* _DATA EXTRACTS_:
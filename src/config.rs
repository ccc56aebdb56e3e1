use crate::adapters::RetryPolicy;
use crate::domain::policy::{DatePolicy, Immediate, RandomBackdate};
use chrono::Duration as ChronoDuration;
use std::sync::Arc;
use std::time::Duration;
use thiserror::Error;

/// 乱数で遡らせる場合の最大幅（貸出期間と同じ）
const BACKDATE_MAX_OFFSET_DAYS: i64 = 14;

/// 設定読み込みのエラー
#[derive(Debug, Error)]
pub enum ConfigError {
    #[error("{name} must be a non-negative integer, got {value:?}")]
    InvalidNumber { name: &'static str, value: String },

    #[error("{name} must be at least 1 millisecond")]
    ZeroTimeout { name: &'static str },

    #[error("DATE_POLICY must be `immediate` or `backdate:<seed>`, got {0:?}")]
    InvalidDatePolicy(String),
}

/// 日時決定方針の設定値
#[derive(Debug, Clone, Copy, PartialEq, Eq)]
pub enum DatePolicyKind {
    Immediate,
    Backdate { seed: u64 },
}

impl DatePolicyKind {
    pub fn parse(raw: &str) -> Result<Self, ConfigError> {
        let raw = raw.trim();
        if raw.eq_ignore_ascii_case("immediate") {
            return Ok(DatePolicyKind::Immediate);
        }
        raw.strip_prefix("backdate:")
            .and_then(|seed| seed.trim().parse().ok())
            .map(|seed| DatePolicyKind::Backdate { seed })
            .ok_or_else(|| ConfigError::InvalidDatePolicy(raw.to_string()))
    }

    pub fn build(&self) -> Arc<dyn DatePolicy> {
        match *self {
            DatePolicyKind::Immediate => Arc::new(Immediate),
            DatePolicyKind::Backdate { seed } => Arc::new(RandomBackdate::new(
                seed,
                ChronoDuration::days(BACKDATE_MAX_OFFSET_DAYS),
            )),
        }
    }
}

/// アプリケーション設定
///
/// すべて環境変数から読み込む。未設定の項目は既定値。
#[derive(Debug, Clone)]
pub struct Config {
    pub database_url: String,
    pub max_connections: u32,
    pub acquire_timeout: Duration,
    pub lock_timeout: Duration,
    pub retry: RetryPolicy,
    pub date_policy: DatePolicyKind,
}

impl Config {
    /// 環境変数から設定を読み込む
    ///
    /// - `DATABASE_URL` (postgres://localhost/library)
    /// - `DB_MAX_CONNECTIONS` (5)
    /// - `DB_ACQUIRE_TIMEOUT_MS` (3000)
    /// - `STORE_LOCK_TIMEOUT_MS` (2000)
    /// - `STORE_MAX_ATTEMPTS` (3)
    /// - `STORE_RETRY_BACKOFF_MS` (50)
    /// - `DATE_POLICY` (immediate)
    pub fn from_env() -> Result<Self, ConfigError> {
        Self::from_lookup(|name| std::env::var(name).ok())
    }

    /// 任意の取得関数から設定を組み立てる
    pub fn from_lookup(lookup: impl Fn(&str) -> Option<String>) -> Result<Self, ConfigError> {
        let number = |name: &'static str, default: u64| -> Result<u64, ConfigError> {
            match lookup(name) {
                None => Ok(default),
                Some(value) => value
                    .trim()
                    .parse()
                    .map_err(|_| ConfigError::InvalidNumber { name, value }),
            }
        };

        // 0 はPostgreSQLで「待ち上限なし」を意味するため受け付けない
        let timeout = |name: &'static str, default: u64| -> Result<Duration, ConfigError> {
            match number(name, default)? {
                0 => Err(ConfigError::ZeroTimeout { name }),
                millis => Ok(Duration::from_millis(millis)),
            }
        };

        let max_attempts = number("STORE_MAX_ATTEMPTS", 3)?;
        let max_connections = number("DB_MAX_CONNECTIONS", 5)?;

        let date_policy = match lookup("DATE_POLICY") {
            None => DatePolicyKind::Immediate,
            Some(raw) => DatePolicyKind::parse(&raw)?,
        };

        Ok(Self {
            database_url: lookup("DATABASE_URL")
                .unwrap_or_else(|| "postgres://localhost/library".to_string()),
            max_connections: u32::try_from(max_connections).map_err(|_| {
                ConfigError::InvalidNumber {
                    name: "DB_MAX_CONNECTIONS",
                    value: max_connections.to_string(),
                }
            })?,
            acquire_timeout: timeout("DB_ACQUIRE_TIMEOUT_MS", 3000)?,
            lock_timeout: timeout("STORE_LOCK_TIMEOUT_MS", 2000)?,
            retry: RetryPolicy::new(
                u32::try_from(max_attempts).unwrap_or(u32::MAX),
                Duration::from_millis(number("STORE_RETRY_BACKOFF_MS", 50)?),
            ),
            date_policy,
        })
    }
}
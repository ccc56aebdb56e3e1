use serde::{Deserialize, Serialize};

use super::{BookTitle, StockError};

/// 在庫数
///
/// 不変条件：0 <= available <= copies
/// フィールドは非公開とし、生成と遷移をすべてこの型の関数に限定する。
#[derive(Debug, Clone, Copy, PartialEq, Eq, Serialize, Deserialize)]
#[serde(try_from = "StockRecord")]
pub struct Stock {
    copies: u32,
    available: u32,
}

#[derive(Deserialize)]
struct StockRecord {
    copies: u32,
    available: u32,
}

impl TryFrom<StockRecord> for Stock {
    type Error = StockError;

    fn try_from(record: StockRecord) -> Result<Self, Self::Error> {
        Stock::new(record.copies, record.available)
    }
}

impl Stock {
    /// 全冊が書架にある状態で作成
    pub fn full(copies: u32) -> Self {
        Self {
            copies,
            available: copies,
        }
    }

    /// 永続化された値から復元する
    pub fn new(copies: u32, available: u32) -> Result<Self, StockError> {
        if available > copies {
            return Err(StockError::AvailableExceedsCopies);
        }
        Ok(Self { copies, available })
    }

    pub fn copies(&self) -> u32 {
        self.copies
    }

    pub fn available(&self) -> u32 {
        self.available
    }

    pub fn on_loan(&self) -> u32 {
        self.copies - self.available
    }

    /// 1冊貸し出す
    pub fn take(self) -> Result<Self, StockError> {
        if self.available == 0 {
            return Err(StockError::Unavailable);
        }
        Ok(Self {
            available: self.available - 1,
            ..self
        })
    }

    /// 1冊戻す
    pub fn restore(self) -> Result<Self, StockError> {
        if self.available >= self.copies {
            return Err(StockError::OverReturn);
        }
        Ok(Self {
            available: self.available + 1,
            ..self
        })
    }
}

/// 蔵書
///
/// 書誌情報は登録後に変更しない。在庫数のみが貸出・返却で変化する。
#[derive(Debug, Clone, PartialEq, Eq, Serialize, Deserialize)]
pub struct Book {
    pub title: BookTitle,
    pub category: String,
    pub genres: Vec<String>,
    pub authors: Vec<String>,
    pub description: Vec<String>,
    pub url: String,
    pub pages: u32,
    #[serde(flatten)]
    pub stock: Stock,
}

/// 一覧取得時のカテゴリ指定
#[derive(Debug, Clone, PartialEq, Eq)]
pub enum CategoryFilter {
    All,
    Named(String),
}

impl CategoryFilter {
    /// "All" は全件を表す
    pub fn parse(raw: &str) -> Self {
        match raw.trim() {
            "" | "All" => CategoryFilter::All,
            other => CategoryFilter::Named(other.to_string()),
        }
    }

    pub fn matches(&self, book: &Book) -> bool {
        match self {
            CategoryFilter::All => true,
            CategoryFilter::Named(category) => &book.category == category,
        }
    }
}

--

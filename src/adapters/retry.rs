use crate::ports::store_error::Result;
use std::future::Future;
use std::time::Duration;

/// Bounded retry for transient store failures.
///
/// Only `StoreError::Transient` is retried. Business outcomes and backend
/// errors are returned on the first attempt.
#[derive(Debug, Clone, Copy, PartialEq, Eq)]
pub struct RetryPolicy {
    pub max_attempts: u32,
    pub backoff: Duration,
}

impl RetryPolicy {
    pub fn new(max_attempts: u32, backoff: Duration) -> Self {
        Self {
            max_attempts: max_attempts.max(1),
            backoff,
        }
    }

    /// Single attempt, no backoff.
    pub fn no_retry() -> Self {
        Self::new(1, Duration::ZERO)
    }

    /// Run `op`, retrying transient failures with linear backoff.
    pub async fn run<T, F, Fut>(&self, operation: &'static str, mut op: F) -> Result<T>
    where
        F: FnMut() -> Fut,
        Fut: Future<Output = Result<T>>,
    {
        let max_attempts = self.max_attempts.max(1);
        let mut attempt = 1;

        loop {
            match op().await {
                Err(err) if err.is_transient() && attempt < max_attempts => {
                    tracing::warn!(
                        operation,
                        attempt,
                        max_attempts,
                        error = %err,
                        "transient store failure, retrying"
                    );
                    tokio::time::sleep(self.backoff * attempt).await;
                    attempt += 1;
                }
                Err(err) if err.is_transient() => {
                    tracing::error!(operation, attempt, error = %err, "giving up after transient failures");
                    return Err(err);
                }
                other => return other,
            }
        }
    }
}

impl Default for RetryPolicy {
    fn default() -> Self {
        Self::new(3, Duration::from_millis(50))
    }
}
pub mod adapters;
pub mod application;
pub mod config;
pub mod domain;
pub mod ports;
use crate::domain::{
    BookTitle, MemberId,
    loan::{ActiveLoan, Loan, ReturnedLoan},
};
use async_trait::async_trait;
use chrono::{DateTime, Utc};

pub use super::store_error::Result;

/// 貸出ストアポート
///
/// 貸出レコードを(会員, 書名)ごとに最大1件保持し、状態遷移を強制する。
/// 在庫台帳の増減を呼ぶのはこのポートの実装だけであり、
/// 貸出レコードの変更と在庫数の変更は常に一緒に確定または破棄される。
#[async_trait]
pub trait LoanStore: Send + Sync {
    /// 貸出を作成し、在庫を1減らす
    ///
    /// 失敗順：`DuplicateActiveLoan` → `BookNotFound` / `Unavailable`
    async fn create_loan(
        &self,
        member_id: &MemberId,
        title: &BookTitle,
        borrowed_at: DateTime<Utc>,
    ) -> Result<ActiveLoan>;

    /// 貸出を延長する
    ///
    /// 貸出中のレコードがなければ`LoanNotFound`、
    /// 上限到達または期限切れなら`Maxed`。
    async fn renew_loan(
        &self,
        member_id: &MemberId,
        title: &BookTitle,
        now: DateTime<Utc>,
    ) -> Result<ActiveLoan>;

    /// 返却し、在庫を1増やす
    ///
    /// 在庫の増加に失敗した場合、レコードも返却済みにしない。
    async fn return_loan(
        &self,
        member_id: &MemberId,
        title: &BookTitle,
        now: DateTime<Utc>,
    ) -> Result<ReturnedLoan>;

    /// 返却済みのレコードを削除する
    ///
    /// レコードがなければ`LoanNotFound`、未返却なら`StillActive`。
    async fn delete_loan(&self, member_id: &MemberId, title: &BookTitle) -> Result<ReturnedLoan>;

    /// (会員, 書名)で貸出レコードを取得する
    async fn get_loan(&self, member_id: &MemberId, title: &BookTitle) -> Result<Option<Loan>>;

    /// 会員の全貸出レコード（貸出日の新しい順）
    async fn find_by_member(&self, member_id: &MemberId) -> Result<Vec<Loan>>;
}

* _THE TASK_: Make a copy of each line in the records above that has the word "super".

* _EXERCISE ANSWER_:
use super::{BookTitle, StockError};
pub use super::store_error::Result;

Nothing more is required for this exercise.